_Data entries_
# # # # # # #

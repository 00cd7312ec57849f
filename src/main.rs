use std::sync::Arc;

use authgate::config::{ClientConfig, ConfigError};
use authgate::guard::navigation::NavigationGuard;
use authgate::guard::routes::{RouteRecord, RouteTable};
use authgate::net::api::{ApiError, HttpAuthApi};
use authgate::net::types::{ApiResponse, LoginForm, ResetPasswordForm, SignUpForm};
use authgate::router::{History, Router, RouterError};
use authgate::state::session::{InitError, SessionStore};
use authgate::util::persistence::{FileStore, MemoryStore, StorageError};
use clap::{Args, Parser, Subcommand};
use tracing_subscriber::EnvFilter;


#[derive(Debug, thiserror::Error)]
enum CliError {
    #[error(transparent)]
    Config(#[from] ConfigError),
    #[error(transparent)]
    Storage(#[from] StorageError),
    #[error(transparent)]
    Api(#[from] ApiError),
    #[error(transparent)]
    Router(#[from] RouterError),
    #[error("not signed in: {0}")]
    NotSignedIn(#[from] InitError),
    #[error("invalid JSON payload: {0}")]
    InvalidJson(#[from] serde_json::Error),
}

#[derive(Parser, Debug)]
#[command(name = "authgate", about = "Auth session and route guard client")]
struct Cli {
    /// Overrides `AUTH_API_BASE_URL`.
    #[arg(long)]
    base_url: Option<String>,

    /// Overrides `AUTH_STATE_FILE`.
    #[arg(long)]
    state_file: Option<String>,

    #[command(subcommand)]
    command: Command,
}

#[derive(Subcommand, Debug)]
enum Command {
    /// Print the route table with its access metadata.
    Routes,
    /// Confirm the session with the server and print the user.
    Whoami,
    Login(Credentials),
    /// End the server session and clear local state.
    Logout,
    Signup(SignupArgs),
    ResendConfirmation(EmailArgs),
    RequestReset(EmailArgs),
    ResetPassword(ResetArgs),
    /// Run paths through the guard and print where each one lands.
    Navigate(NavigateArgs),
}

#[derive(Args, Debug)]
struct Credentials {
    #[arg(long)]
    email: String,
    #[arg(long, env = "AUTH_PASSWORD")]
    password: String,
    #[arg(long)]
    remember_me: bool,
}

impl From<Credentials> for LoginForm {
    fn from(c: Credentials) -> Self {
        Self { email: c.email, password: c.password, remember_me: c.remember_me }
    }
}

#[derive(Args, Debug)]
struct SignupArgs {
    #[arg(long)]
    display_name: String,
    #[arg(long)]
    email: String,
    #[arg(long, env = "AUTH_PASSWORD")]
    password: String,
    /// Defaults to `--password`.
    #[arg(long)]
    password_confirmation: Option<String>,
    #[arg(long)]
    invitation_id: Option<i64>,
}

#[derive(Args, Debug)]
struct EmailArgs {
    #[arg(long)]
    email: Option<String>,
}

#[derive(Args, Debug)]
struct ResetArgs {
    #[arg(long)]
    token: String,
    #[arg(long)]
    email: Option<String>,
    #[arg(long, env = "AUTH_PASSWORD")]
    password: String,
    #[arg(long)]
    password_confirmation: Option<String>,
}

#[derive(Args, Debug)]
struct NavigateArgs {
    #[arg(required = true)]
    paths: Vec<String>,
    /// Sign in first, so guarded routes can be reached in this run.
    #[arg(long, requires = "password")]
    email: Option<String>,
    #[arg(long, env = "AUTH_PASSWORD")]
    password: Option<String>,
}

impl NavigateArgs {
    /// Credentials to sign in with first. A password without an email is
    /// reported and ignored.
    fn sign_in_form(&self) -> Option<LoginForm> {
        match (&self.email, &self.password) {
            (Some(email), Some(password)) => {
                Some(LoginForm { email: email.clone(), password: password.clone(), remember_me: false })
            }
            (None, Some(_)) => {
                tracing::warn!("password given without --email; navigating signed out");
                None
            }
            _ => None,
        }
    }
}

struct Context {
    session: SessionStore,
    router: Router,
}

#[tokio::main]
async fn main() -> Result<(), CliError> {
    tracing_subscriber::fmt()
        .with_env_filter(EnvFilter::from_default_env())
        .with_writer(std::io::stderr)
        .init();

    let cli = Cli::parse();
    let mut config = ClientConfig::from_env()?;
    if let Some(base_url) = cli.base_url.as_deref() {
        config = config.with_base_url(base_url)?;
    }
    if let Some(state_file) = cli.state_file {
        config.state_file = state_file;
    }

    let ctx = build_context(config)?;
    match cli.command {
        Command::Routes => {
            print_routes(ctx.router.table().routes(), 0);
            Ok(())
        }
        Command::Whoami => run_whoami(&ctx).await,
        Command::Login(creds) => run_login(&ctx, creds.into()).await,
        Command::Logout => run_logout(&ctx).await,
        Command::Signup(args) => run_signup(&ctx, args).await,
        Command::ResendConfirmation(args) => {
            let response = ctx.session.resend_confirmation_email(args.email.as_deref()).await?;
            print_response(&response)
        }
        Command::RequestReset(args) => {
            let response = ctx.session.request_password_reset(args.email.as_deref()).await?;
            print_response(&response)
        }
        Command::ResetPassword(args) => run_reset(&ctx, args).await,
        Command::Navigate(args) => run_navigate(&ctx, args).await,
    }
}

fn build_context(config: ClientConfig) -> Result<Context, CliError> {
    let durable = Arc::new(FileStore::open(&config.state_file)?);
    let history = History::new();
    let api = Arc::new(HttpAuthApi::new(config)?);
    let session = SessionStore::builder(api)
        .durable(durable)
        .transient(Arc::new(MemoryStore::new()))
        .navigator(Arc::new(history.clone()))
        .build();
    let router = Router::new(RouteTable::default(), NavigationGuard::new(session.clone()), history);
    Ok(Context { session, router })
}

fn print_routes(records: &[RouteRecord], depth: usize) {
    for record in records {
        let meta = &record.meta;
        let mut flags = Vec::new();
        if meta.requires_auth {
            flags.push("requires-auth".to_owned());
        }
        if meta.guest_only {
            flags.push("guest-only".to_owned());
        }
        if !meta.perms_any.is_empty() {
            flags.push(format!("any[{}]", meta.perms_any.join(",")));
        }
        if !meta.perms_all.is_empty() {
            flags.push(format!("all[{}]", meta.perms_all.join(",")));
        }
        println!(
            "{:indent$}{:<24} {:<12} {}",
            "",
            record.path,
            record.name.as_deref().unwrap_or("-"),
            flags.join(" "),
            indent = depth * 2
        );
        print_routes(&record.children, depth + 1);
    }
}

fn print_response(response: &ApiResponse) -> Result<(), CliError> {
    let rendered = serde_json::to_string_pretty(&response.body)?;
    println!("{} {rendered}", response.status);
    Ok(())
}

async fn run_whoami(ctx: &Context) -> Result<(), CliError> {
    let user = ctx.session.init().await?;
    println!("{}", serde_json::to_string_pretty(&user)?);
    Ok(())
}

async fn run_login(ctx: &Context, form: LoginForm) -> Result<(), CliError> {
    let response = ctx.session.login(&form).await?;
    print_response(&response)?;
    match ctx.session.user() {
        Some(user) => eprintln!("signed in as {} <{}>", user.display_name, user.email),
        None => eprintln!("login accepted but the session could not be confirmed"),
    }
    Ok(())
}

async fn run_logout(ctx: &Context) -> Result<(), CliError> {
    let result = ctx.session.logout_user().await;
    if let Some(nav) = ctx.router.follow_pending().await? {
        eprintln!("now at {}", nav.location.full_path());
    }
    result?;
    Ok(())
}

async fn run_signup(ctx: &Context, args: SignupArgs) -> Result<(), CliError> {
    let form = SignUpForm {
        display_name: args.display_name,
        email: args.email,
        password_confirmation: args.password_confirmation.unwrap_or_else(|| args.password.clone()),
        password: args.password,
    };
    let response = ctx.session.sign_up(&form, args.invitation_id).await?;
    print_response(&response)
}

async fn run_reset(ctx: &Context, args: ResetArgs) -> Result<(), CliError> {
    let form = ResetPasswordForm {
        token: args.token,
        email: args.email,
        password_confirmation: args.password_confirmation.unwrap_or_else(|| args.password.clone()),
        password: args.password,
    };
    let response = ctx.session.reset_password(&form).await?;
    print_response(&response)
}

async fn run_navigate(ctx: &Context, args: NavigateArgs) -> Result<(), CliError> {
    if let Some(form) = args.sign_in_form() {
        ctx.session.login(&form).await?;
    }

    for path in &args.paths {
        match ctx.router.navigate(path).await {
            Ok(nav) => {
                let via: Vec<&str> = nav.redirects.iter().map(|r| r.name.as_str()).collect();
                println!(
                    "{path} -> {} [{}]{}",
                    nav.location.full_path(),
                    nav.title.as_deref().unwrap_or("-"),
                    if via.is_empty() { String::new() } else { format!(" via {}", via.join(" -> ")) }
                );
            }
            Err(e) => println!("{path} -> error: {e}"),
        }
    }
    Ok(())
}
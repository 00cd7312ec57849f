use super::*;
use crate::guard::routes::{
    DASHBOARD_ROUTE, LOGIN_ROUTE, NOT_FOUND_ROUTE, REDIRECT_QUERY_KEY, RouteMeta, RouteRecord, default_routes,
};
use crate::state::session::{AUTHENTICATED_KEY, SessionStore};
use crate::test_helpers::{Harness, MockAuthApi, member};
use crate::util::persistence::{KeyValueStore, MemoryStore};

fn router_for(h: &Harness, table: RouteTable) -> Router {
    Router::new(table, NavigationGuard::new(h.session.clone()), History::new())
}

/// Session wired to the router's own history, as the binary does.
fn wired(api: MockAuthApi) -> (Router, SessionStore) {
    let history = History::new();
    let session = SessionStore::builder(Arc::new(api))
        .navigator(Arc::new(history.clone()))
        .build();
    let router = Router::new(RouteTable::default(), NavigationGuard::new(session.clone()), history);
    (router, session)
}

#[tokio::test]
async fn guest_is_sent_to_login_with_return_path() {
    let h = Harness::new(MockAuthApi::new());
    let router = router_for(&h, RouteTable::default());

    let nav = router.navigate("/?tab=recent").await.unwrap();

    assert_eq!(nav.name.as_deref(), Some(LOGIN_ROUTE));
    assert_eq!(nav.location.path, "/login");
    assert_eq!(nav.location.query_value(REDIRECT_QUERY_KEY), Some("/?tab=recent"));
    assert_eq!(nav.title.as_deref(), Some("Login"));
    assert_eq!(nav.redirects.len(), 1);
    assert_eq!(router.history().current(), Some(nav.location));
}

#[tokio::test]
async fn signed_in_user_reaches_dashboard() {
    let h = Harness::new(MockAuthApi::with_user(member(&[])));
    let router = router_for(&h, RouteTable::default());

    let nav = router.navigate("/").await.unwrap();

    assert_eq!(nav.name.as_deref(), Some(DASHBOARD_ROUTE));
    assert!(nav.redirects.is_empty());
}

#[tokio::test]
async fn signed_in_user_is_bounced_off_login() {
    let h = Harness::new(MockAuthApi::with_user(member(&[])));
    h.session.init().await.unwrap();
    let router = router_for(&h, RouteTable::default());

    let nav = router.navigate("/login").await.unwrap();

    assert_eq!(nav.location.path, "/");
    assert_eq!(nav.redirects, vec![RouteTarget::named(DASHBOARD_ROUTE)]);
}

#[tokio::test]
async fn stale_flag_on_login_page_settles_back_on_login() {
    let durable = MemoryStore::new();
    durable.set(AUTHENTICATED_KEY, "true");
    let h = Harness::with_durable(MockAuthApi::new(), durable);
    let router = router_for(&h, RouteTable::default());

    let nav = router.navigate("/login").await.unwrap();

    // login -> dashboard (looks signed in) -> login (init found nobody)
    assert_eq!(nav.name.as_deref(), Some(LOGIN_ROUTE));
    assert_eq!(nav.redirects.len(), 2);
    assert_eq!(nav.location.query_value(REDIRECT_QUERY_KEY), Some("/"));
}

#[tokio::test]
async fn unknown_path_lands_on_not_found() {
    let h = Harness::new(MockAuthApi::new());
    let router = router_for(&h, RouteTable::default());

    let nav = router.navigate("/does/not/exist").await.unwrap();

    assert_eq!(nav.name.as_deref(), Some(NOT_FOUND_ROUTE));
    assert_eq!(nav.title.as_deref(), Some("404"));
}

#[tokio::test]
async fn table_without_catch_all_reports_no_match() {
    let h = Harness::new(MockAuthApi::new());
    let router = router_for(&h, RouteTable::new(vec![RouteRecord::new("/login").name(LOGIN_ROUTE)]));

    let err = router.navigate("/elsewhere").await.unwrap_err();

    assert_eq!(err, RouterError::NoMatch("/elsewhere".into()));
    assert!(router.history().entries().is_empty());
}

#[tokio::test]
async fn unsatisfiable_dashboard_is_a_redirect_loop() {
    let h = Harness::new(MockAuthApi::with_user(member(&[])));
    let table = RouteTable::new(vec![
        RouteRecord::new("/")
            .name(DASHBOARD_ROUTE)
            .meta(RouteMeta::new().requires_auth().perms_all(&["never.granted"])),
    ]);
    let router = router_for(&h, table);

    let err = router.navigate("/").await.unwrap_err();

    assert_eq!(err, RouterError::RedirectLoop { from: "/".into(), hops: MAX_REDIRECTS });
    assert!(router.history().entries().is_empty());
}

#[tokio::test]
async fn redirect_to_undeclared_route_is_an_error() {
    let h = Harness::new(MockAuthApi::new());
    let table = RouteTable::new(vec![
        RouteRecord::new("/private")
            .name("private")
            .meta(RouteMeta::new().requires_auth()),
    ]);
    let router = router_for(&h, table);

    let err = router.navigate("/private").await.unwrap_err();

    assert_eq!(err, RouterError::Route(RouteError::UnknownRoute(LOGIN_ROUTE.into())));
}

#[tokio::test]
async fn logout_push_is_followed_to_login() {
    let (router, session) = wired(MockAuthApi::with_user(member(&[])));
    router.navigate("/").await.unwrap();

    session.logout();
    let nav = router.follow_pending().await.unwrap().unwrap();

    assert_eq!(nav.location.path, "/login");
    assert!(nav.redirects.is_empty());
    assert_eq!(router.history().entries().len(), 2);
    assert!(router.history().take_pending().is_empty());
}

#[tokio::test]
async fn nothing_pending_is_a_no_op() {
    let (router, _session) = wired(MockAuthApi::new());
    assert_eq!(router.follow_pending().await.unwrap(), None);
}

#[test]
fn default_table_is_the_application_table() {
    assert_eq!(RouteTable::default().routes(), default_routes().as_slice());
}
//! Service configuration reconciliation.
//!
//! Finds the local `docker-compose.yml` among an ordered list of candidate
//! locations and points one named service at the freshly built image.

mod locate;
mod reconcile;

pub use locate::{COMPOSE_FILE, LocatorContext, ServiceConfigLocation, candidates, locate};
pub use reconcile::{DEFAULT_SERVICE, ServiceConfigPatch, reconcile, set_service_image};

# # # # # # #

_What you need to do_
Please repeat word for word the lines above that run from the beginning through the line containing "use tracing_subscriber::EnvFilter;", keeping both the first and that last line.

_Written reply_
repository 00cd7312ec57849f
filename src/main.rs
use std::sync::Arc;

use authgate::config::{ClientConfig, ConfigError};
use authgate::guard::navigation::NavigationGuard;
use authgate::guard::routes::{RouteRecord, RouteTable};
use authgate::net::api::{ApiError, HttpAuthApi};
use authgate::net::types::{ApiResponse, LoginForm, ResetPasswordForm, SignUpForm};
use authgate::router::{History, Router, RouterError};
use authgate::state::session::{InitError, SessionStore};
use authgate::util::persistence::{FileStore, MemoryStore, StorageError};
use clap::{Args, Parser, Subcommand};
use tracing_subscriber::EnvFilter;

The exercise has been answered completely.